[Dataset entries]
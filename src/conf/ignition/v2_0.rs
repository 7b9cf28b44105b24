//! Ignition spec 2.0.

use serde::{Deserialize, Serialize};

use super::{
    Checks, DeclaredVersion, Dropin, Extra, FileContents, Ignition, ParseError, Passwd,
    decode_source, parse_versioned,
};
use crate::conf::dataurl;
use crate::conf::error::{ConfError, ValidationReport};
use crate::conf::keys::AuthorizedKey;
use crate::conf::mutator::{
    ConfigMutator, ConfigSummary, DECLARATIVE_OPERATIONS, DropinView, FileView, Operation,
    UnitView, Variant, non_empty,
};

/// Version stamped on documents of this schema.
pub const VERSION: &str = "2.0.0";

/// Top-level 2.0 document.
#[derive(Clone, Debug, PartialEq, Serialize, Deserialize)]
pub struct Config {
    /// Version header.
    pub ignition: Ignition,
    /// Files and remaining storage sections.
    #[serde(default, skip_serializing_if = "Storage::is_empty")]
    pub storage: Storage,
    /// Systemd units.
    #[serde(default, skip_serializing_if = "Systemd::is_empty")]
    pub systemd: Systemd,
    /// Users and groups.
    #[serde(default, skip_serializing_if = "Passwd::is_empty")]
    pub passwd: Passwd,
    /// Remaining sections such as `networkd`.
    #[serde(flatten)]
    pub other: Extra,
}

impl Default for Config {
    fn default() -> Self {
        Self {
            ignition: Ignition::with_version(VERSION),
            storage: Storage::default(),
            systemd: Systemd::default(),
            passwd: Passwd::default(),
            other: Extra::new(),
        }
    }
}

/// `storage` section.
#[derive(Clone, Debug, Default, PartialEq, Serialize, Deserialize)]
pub struct Storage {
    /// Declared files.
    #[serde(default, skip_serializing_if = "Vec::is_empty")]
    pub files: Vec<File>,
    /// Remaining fields such as `disks` and `filesystems`.
    #[serde(flatten)]
    pub other: Extra,
}

impl Storage {
    fn is_empty(&self) -> bool {
        self.files.is_empty() && self.other.is_empty()
    }
}

/// File entry bound to a named filesystem.
#[derive(Clone, Debug, Default, PartialEq, Serialize, Deserialize)]
pub struct File {
    /// Name of the filesystem the path is relative to.
    pub filesystem: String,
    /// Absolute path.
    pub path: String,
    /// Contents source.
    #[serde(default)]
    pub contents: FileContents,
    /// POSIX mode.
    #[serde(default)]
    pub mode: u32,
    /// Remaining fields such as `user` and `group`.
    #[serde(flatten)]
    pub other: Extra,
}

/// `systemd` section.
#[derive(Clone, Debug, Default, PartialEq, Serialize, Deserialize)]
pub struct Systemd {
    /// Declared units.
    #[serde(default, skip_serializing_if = "Vec::is_empty")]
    pub units: Vec<Unit>,
}

impl Systemd {
    fn is_empty(&self) -> bool {
        self.units.is_empty()
    }
}

/// Systemd unit using the `enable` flag.
#[derive(Clone, Debug, Default, PartialEq, Serialize, Deserialize)]
pub struct Unit {
    /// Unit name.
    pub name: String,
    /// Whether the unit is enabled.
    #[serde(default, skip_serializing_if = "std::ops::Not::not")]
    pub enable: bool,
    /// Unit file contents.
    #[serde(default, skip_serializing_if = "String::is_empty")]
    pub contents: String,
    /// Drop-ins.
    #[serde(default, skip_serializing_if = "Vec::is_empty")]
    pub dropins: Vec<Dropin>,
    /// Remaining fields such as `mask`.
    #[serde(flatten)]
    pub other: Extra,
}

/// Parses a 2.0 document.
pub(crate) fn parse(text: &str) -> Result<Config, ParseError> {
    let config: Config = parse_versioned(text, |declared| {
        matches!(declared, DeclaredVersion::Semver(version)
            if version.major == 2 && version.minor == 0 && version.pre.is_empty())
    })?;
    let report = config.validate();
    if report.is_clean() {
        Ok(config)
    } else {
        Err(ParseError::Invalid(report))
    }
}

impl Config {
    /// Runs the schema validator.
    #[must_use]
    pub fn validate(&self) -> ValidationReport {
        let mut report = ValidationReport::new();
        let mut checks = Checks::new(&mut report);
        for file in &self.storage.files {
            checks.path(&file.path);
            checks.mode(&file.path, Some(file.mode));
            checks.source(&file.path, &file.contents.source);
        }
        for unit in &self.systemd.units {
            checks.unit(&unit.name);
            for dropin in &unit.dropins {
                checks.dropin(&unit.name, &dropin.name);
            }
        }
        report
    }
}

impl ConfigMutator for Config {
    fn variant(&self) -> Variant {
        Variant::IgnitionV2_0
    }

    fn capabilities(&self) -> &'static [Operation] {
        DECLARATIVE_OPERATIONS
    }

    fn add_file(
        &mut self,
        path: &str,
        filesystem: &str,
        contents: &str,
        mode: u32,
    ) -> Result<(), ConfError> {
        self.storage.files.push(File {
            filesystem: filesystem.to_owned(),
            path: path.to_owned(),
            contents: FileContents {
                source: dataurl::encode(contents.as_bytes()),
                other: Extra::new(),
            },
            mode,
            other: Extra::new(),
        });
        Ok(())
    }

    fn add_systemd_unit(
        &mut self,
        name: &str,
        contents: &str,
        enabled: bool,
    ) -> Result<(), ConfError> {
        self.systemd.units.push(Unit {
            name: name.to_owned(),
            enable: enabled,
            contents: contents.to_owned(),
            dropins: Vec::new(),
            other: Extra::new(),
        });
        Ok(())
    }

    fn add_systemd_unit_dropin(
        &mut self,
        unit: &str,
        name: &str,
        contents: &str,
    ) -> Result<(), ConfError> {
        let dropin = Dropin {
            name: name.to_owned(),
            contents: contents.to_owned(),
        };
        if let Some(existing) = self.systemd.units.iter_mut().find(|u| u.name == unit) {
            existing.dropins.push(dropin);
            return Ok(());
        }
        self.systemd.units.push(Unit {
            name: unit.to_owned(),
            dropins: vec![dropin],
            ..Unit::default()
        });
        Ok(())
    }

    fn copy_keys(&mut self, keys: &[AuthorizedKey]) -> Result<(), ConfError> {
        self.passwd.copy_keys(keys);
        Ok(())
    }

    fn summary(&self) -> ConfigSummary {
        ConfigSummary {
            files: self
                .storage
                .files
                .iter()
                .map(|file| FileView {
                    path: file.path.clone(),
                    contents: decode_source(&file.contents.source),
                    mode: Some(file.mode),
                })
                .collect(),
            units: self
                .systemd
                .units
                .iter()
                .map(|unit| UnitView {
                    name: unit.name.clone(),
                    contents: non_empty(&unit.contents),
                    enabled: unit.enable,
                    dropins: unit.dropins.iter().map(DropinView::from).collect(),
                })
                .collect(),
            authorized_keys: self.passwd.core_keys(),
        }
    }
}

EXERCISE DETAILS:
Print exactly the lines above, between the one holding "checks.source(&file.path, &file.contents.source);" and the one holding "if let Some(existing)", inclusive, and nothing besides.

FINAL ANSWER:
            checks.source(&file.path, &file.contents.source);
        }
        for unit in &self.systemd.units {
            checks.unit(&unit.name);
            for dropin in &unit.dropins {
                checks.dropin(&unit.name, &dropin.name);
            }
        }
        report
    }
}

impl ConfigMutator for Config {
    fn variant(&self) -> Variant {
        Variant::IgnitionV2_0
    }

    fn capabilities(&self) -> &'static [Operation] {
        DECLARATIVE_OPERATIONS
    }

    fn add_file(
        &mut self,
        path: &str,
        filesystem: &str,
        contents: &str,
        mode: u32,
    ) -> Result<(), ConfError> {
        self.storage.files.push(File {
            filesystem: filesystem.to_owned(),
            path: path.to_owned(),
            contents: FileContents {
                source: dataurl::encode(contents.as_bytes()),
                other: Extra::new(),
            },
            mode,
            other: Extra::new(),
        });
        Ok(())
    }

    fn add_systemd_unit(
        &mut self,
        name: &str,
        contents: &str,
        enabled: bool,
    ) -> Result<(), ConfError> {
        self.systemd.units.push(Unit {
            name: name.to_owned(),
            enable: enabled,
            contents: contents.to_owned(),
            dropins: Vec::new(),
            other: Extra::new(),
        });
        Ok(())
    }

    fn add_systemd_unit_dropin(
        &mut self,
        unit: &str,
        name: &str,
        contents: &str,
    ) -> Result<(), ConfError> {
        let dropin = Dropin {
            name: name.to_owned(),
            contents: contents.to_owned(),
        };
        if let Some(existing) = self.systemd.units.iter_mut().find(|u| u.name == unit) {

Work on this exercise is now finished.